SALMAN RUSHDIE : « Je ne pouvais rien écrire d’autre. J’avais quelques idées de livres que je pourrais écrire, mais elles semblaient stupides. J’ai vite réalisé que tant que je n’aurais pas réglé cela, je ne pourrais rien faire d’autre. Et à ce moment-là, c’est devenu Il était urgent de le faire. Et le livre est arrivé très lentement au début. Et puis c’était comme si quelqu’un avait ouvert un barrage et que l’inondation s’était échappée.
FRANCE INTER : Mais c’est vrai que toute votre vie, depuis la fatwa qui vous a visé il y a 35 ans, prononcée après la publication des « Versets sataniques », vous avez toujours eu envie d’écrire de la fiction, de créer de la littérature. Mais depuis le 12 août 2022, vous ne pouvez pratiquement plus écrire autre chose que des menaces.
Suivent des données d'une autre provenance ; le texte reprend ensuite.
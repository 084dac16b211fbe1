//! Init command — writes a default configuration file.

use std::fs;
use std::path::Path;
use std::path::PathBuf;

use anyhow::{bail, Context, Result};
use clap::Parser;

use crate::config::{DEFAULT_TYPES, PYPROJECT_FILE};
use crate::format::FormatRegistry;

/// Init command options.
#[derive(Parser)]
pub struct InitCommand {
    /// Output config file path.
    #[arg(long, short, default_value = "pyproject.toml")]
    pub output: PathBuf,

    /// Commit format type (conventional, github, jira, custom).
    #[arg(long, short, default_value = "conventional")]
    pub format_type: String,
}

impl InitCommand {
    /// Writes default settings for the chosen format, merging into
    /// `pyproject.toml`, or writing a standalone TOML (or YAML) file.
    pub fn execute(self) -> Result<()> {
        let registry = FormatRegistry::builtin();
        if !registry.contains(&self.format_type) {
            bail!(
                "Invalid format type: {}. Valid formats: {}",
                self.format_type,
                registry.format_names().join(", ")
            );
        }

        let config_table = default_config_table(&self.format_type);

        let file_name = self.output.file_name().and_then(|n| n.to_str());
        let extension = self.output.extension().and_then(|e| e.to_str());

        if file_name == Some(PYPROJECT_FILE) {
            write_pyproject(&self.output, config_table)?;
        } else if matches!(extension, Some("yaml") | Some("yml")) {
            let rendered = serde_yaml::to_string(&config_table)
                .context("Failed to serialize configuration to YAML")?;
            fs::write(&self.output, rendered)
                .with_context(|| format!("Failed to write {}", self.output.display()))?;
        } else {
            let rendered = toml::to_string_pretty(&config_table)
                .context("Failed to serialize configuration to TOML")?;
            fs::write(&self.output, rendered)
                .with_context(|| format!("Failed to write {}", self.output.display()))?;
        }

        println!("Configuration created at {}", self.output.display());
        Ok(())
    }
}

/// Default settings per format, mirroring each handler's documented
/// defaults.
fn default_config_table(format_type: &str) -> toml::Table {
    let mut table = toml::Table::new();
    table.insert("format_type".to_string(), format_type.into());

    match format_type {
        "conventional" => {
            table.insert(
                "types".to_string(),
                toml::Value::Array(DEFAULT_TYPES.iter().map(|t| (*t).into()).collect()),
            );
            table.insert("max_subject_length".to_string(), toml::Value::Integer(100));
            table.insert("subject_case".to_string(), "lower".into());
            table.insert("scope_required".to_string(), false.into());
            table.insert(
                "allowed_breaking_changes".to_string(),
                toml::Value::Array(vec!["feat".into(), "fix".into()]),
            );
            table.insert("no_period_end".to_string(), true.into());
        }
        "github" => {
            table.insert("max_subject_length".to_string(), toml::Value::Integer(72));
            table.insert("imperative_mood".to_string(), true.into());
            table.insert("issue_reference_required".to_string(), false.into());
            table.insert(
                "keywords".to_string(),
                toml::Value::Array(vec!["Fixes".into(), "Closes".into(), "Resolves".into()]),
            );
        }
        "jira" => {
            table.insert(
                "jira_project_keys".to_string(),
                toml::Value::Array(vec!["PROJ".into()]),
            );
            table.insert("require_issue_id".to_string(), true.into());
            table.insert("max_message_length".to_string(), toml::Value::Integer(72));
        }
        // The custom format has no sensible defaults beyond the format type;
        // the user must supply custom_pattern themselves.
        _ => {}
    }

    table
}

/// Merges the config table into `[tool.commit_lint]` of a pyproject.toml,
/// preserving the rest of the document.
fn write_pyproject(path: &Path, config_table: toml::Table) -> Result<()> {
    let mut document: toml::Value = if path.exists() {
        let content = fs::read_to_string(path)
            .with_context(|| format!("Failed to read {}", path.display()))?;
        toml::from_str(&content)
            .with_context(|| format!("Error reading existing {}", path.display()))?
    } else {
        toml::Value::Table(toml::Table::new())
    };

    let root = document
        .as_table_mut()
        .context("pyproject.toml root is not a table")?;
    let tool = root
        .entry("tool".to_string())
        .or_insert_with(|| toml::Value::Table(toml::Table::new()));
    let tool_table = tool
        .as_table_mut()
        .context("[tool] in pyproject.toml is not a table")?;
    tool_table.insert("commit_lint".to_string(), toml::Value::Table(config_table));

    let rendered =
        toml::to_string_pretty(&document).context("Failed to serialize pyproject.toml")?;
    fs::write(path, rendered).with_context(|| format!("Failed to write {}", path.display()))?;

    Ok(())
}
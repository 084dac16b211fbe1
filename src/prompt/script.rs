//! Scripted prompt answers for tests and non-interactive automation.
//!
//! [`ScriptedPrompt`] replays a pre-recorded answer sequence and fails when
//! the builder asks a question of a different kind than the script expects,
//! which pins the exact question ordering of every builder.

use std::collections::VecDeque;

use anyhow::{anyhow, bail, Result};

use super::{Choice, PromptIo};

/// One pre-recorded answer for [`ScriptedPrompt`].
#[derive(Debug, Clone, PartialEq, Eq)]
pub enum ScriptedAnswer {
    /// Answer to [`PromptIo::ask_text`].
    Text(String),
    /// Answer to [`PromptIo::ask_choice`]; must be one of the offered values.
    Choice(String),
    /// Answer to [`PromptIo::ask_confirm`].
    Confirm(bool),
    /// Answer to [`PromptIo::ask_multiline`].
    Multiline(String),
}

impl ScriptedAnswer {
    /// Shorthand for a text answer.
    pub fn text(value: impl Into<String>) -> Self {
        Self::Text(value.into())
    }

    /// Shorthand for a choice answer.
    pub fn choice(value: impl Into<String>) -> Self {
        Self::Choice(value.into())
    }

    /// Shorthand for a multi-line answer.
    pub fn multiline(value: impl Into<String>) -> Self {
        Self::Multiline(value.into())
    }
}

/// Prompt collaborator that replays scripted answers in order.
pub struct ScriptedPrompt {
    answers: VecDeque<ScriptedAnswer>,
    transcript: Vec<String>,
}

impl ScriptedPrompt {
    /// Creates a scripted prompt from an answer sequence.
    pub fn new(answers: Vec<ScriptedAnswer>) -> Self {
        Self {
            answers: answers.into(),
            transcript: Vec::new(),
        }
    }

    /// Returns true once every scripted answer has been consumed.
    pub fn is_exhausted(&self) -> bool {
        self.answers.is_empty()
    }

    /// The prompts that were asked, in order.
    pub fn transcript(&self) -> &[String] {
        &self.transcript
    }

    fn next_answer(&mut self, prompt: &str) -> Result<ScriptedAnswer> {
        self.transcript.push(prompt.to_string());
        self.answers
            .pop_front()
            .ok_or_else(|| anyhow!("No scripted answer left for prompt: {prompt}"))
    }
}

impl PromptIo for ScriptedPrompt {
    fn ask_text(&mut self, prompt: &str) -> Result<String> {
        match self.next_answer(prompt)? {
            ScriptedAnswer::Text(value) => Ok(value),
            other => bail!("Expected a text answer for prompt '{prompt}', got {other:?}"),
        }
    }

    fn ask_choice(&mut self, prompt: &str, choices: &[Choice]) -> Result<String> {
        match self.next_answer(prompt)? {
            ScriptedAnswer::Choice(value) => {
                if choices.iter().any(|c| c.value == value) {
                    Ok(value)
                } else {
                    bail!("Scripted choice '{value}' is not offered by prompt '{prompt}'")
                }
            }
            other => bail!("Expected a choice answer for prompt '{prompt}', got {other:?}"),
        }
    }

    fn ask_confirm(&mut self, prompt: &str, _default: bool) -> Result<bool> {
        match self.next_answer(prompt)? {
            ScriptedAnswer::Confirm(value) => Ok(value),
            other => bail!("Expected a confirm answer for prompt '{prompt}', got {other:?}"),
        }
    }

    fn ask_multiline(&mut self, prompt: &str) -> Result<String> {
        match self.next_answer(prompt)? {
            ScriptedAnswer::Multiline(value) => Ok(value),
            other => bail!("Expected a multiline answer for prompt '{prompt}', got {other:?}"),
        }
    }
}
//! End-to-end tests across the registry, format handlers and the scripted
//! prompt driver: messages built by the interactive builders must validate
//! under the same configuration they were built with.

use commit_lint::config::FormatConfig;
use commit_lint::format::{FormatRegistry, ValidationResult};
use commit_lint::prompt::{ScriptedAnswer, ScriptedPrompt};
use proptest::prelude::*;

fn conventional_config(types: &[&str]) -> FormatConfig {
    FormatConfig {
        types: types.iter().map(ToString::to_string).collect(),
        ..FormatConfig::default()
    }
}

#[test]
fn conventional_scenario_simple_feature() {
    let registry = FormatRegistry::builtin();
    let config = FormatConfig {
        types: vec!["feat".to_string(), "fix".to_string()],
        max_subject_length: Some(100),
        ..FormatConfig::default()
    };
    let format = registry.get(&config).unwrap();

    match format.validate("feat: add new capability") {
        ValidationResult::Conventional(result) => {
            assert!(result.valid);
            assert_eq!(result.commit_type.as_deref(), Some("feat"));
            assert_eq!(result.description.as_deref(), Some("add new capability"));
        }
        other => panic!("unexpected result variant: {other:?}"),
    }
}

#[test]
fn conventional_scenario_breaking_change() {
    let registry = FormatRegistry::builtin();
    let config = FormatConfig {
        types: vec!["feat".to_string()],
        allowed_breaking_changes: vec!["feat".to_string()],
        ..FormatConfig::default()
    };
    let format = registry.get(&config).unwrap();

    match format.validate("feat!: change api\n\nBREAKING CHANGE: removes old endpoint") {
        ValidationResult::Conventional(result) => {
            assert!(result.valid, "errors: {:?}", result.errors);
            assert!(result.breaking);
        }
        other => panic!("unexpected result variant: {other:?}"),
    }
}

#[test]
fn github_scenario_non_imperative_subject() {
    let registry = FormatRegistry::builtin();
    let config = FormatConfig {
        format_type: "github".to_string(),
        ..FormatConfig::default()
    };
    let format = registry.get(&config).unwrap();

    let result = format.validate("Added new feature");
    assert!(!result.is_valid());
    assert!(result
        .errors()
        .iter()
        .any(|e| e.contains("imperative mood")));
}

#[test]
fn jira_scenario_allowed_and_unlisted_project_keys() {
    let registry = FormatRegistry::builtin();
    let config = FormatConfig {
        format_type: "jira".to_string(),
        jira_project_keys: vec!["PROJ".to_string()],
        require_issue_id: true,
        ..FormatConfig::default()
    };
    let format = registry.get(&config).unwrap();

    match format.validate("PROJ-123: fix login bug") {
        ValidationResult::Jira(result) => {
            assert!(result.valid);
            assert_eq!(result.issue_id.as_deref(), Some("PROJ-123"));
            assert_eq!(result.message.as_deref(), Some("fix login bug"));
        }
        other => panic!("unexpected result variant: {other:?}"),
    }

    let result = format.validate("INVALID-1: x");
    assert!(!result.is_valid());
    assert!(result
        .errors()
        .iter()
        .any(|e| e.contains("must start with a Jira issue ID")));
}

#[test]
fn custom_scenario_bracketed_category() {
    let registry = FormatRegistry::builtin();
    let config = FormatConfig {
        format_type: "custom".to_string(),
        custom_pattern: Some(r"^\[(?P<category>\w+)\] (?P<message>.+)$".to_string()),
        ..FormatConfig::default()
    };
    let format = registry.get(&config).unwrap();

    match format.validate("[FEATURE] add capability") {
        ValidationResult::Custom(result) => {
            assert!(result.valid);
            assert_eq!(
                result.matches.get("category").map(String::as_str),
                Some("FEATURE")
            );
            assert_eq!(
                result.matches.get("message").map(String::as_str),
                Some("add capability")
            );
        }
        other => panic!("unexpected result variant: {other:?}"),
    }

    assert!(!format.validate("no brackets").is_valid());
}

#[test]
fn conventional_round_trip_through_builder() {
    let registry = FormatRegistry::builtin();
    let config = conventional_config(&["feat", "fix"]);
    let format = registry.get(&config).unwrap();

    let mut io = ScriptedPrompt::new(vec![
        ScriptedAnswer::choice("feat"),
        ScriptedAnswer::text("api"),
        ScriptedAnswer::Confirm(true), // breaking
        ScriptedAnswer::text("removes old endpoint"),
        ScriptedAnswer::text("change api"),
        ScriptedAnswer::Confirm(true),
        ScriptedAnswer::multiline("motivation and details"),
    ]);

    let message = format.prompt_for_message(&config, &mut io).unwrap();
    assert_eq!(
        message,
        "feat(api)!: change api\n\nmotivation and details\n\nBREAKING CHANGE: removes old endpoint"
    );

    let result = format.validate(&message);
    assert!(result.is_valid(), "errors: {:?}", result.errors());
    assert!(io.is_exhausted());
}

#[test]
fn github_round_trip_through_builder() {
    let registry = FormatRegistry::builtin();
    let config = FormatConfig {
        format_type: "github".to_string(),
        issue_reference_required: true,
        ..FormatConfig::default()
    };
    let format = registry.get(&config).unwrap();

    let mut io = ScriptedPrompt::new(vec![
        ScriptedAnswer::text("Add retry logic to uploads"),
        ScriptedAnswer::Confirm(true),
        ScriptedAnswer::multiline("Uploads now retry three times with backoff."),
        ScriptedAnswer::choice("Fixes"),
        ScriptedAnswer::text("321"),
    ]);

    let message = format.prompt_for_message(&config, &mut io).unwrap();
    let result = format.validate(&message);
    assert!(result.is_valid(), "errors: {:?}", result.errors());

    match result {
        ValidationResult::Github(github) => {
            assert_eq!(github.issue_reference.as_deref(), Some("321"));
            assert_eq!(github.issue_keyword.as_deref(), Some("Fixes"));
        }
        other => panic!("unexpected result variant: {other:?}"),
    }
}

#[test]
fn jira_round_trip_through_builder() {
    let registry = FormatRegistry::builtin();
    let config = FormatConfig {
        format_type: "jira".to_string(),
        jira_project_keys: vec!["PROJ".to_string(), "OPS".to_string()],
        ..FormatConfig::default()
    };
    let format = registry.get(&config).unwrap();

    let mut io = ScriptedPrompt::new(vec![
        ScriptedAnswer::choice("OPS"),
        ScriptedAnswer::text("88"),
        ScriptedAnswer::text("rotate signing keys"),
        ScriptedAnswer::Confirm(true),
        ScriptedAnswer::multiline("Old keys expire at the end of the month."),
    ]);

    let message = format.prompt_for_message(&config, &mut io).unwrap();
    assert_eq!(
        message,
        "OPS-88: rotate signing keys\n\nOld keys expire at the end of the month."
    );
    assert!(format.validate(&message).is_valid());
}

#[test]
fn validation_result_survives_json_round_trip() {
    let registry = FormatRegistry::builtin();
    let config = conventional_config(&["feat"]);
    let format = registry.get(&config).unwrap();

    for message in ["feat: add new capability", "docs: not allowed here"] {
        let result = format.validate(message);
        let rendered = serde_json::to_string(&result).unwrap();
        let parsed: ValidationResult = serde_json::from_str(&rendered).unwrap();
        assert_eq!(parsed, result);
    }
}

#[test]
fn subject_length_boundary_is_exact() {
    let registry = FormatRegistry::builtin();
    let config = FormatConfig {
        types: vec!["feat".to_string()],
        max_subject_length: Some(30),
        ..FormatConfig::default()
    };
    let format = registry.get(&config).unwrap();

    // "feat: " contributes 6 characters.
    let at_limit = format!("feat: {}", "x".repeat(24));
    assert!(format.validate(&at_limit).is_valid());

    let over = format!("feat: {}", "x".repeat(25));
    let result = format.validate(&over);
    assert!(!result.is_valid());
    assert!(result
        .errors()
        .iter()
        .any(|e| e.contains("31") && e.contains("30")));
}

proptest! {
    // Any configured type with a lowercase, period-free description within
    // the length limit validates.
    #[test]
    fn conventional_accepts_all_configured_types(
        type_index in 0usize..4,
        description in "[a-z][a-z ]{0,60}[a-z]",
    ) {
        let types = ["feat", "fix", "docs", "chore"];
        let registry = FormatRegistry::builtin();
        let config = conventional_config(&types);
        let format = registry.get(&config).unwrap();

        let message = format!("{}: {description}", types[type_index]);
        let result = format.validate(&message);
        prop_assert!(result.is_valid(), "errors: {:?}", result.errors());
    }

    // Unknown types are always reported, naming the offender.
    #[test]
    fn conventional_rejects_unlisted_types(
        unlisted_type in "[a-z]{3,10}",
        description in "[a-z]{1,20}",
    ) {
        let types = ["feat", "fix"];
        prop_assume!(!types.contains(&unlisted_type.as_str()));

        let registry = FormatRegistry::builtin();
        let config = conventional_config(&types);
        let format = registry.get(&config).unwrap();

        let message = format!("{unlisted_type}: {description}");
        let result = format.validate(&message);
        prop_assert!(!result.is_valid());
        prop_assert!(result.errors().iter().any(|e| e.contains(&unlisted_type)));
    }

    // Two handlers constructed from the same configuration agree on every
    // input, including arbitrary garbage.
    #[test]
    fn validation_is_deterministic_across_instances(message in ".{0,120}") {
        let registry = FormatRegistry::builtin();
        let config = conventional_config(&["feat", "fix"]);

        let first = registry.get(&config).unwrap();
        let second = registry.get(&config).unwrap();
        prop_assert_eq!(first.validate(&message), second.validate(&message));
    }
}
SALMAN RUSHDIE : « C’est tout à fait vrai. J’ai vécu 22, 23 ans aux Etats-Unis, je n’avais plus besoin de réfléchir, de réfléchir à la fatwa et tout ça. J’ai pu avoir une vie d’écrivain. J’écris beaucoup de livres. C’était comme si j’étais ramené dans mon passé. C’était comme si cette attaque, cet attaquant, était comme un voyageur temporel, quelqu’un qui arrivait d’un passé lointain et essayait de me ramener à ce passé. Pour moi, la question était de savoir comment aborder cela d’une manière qui regardait aussi vers l’avenir, qui ne regardait pas seulement en arrière, mais en avant. C’est la question que je me suis posée à propos de ce livre.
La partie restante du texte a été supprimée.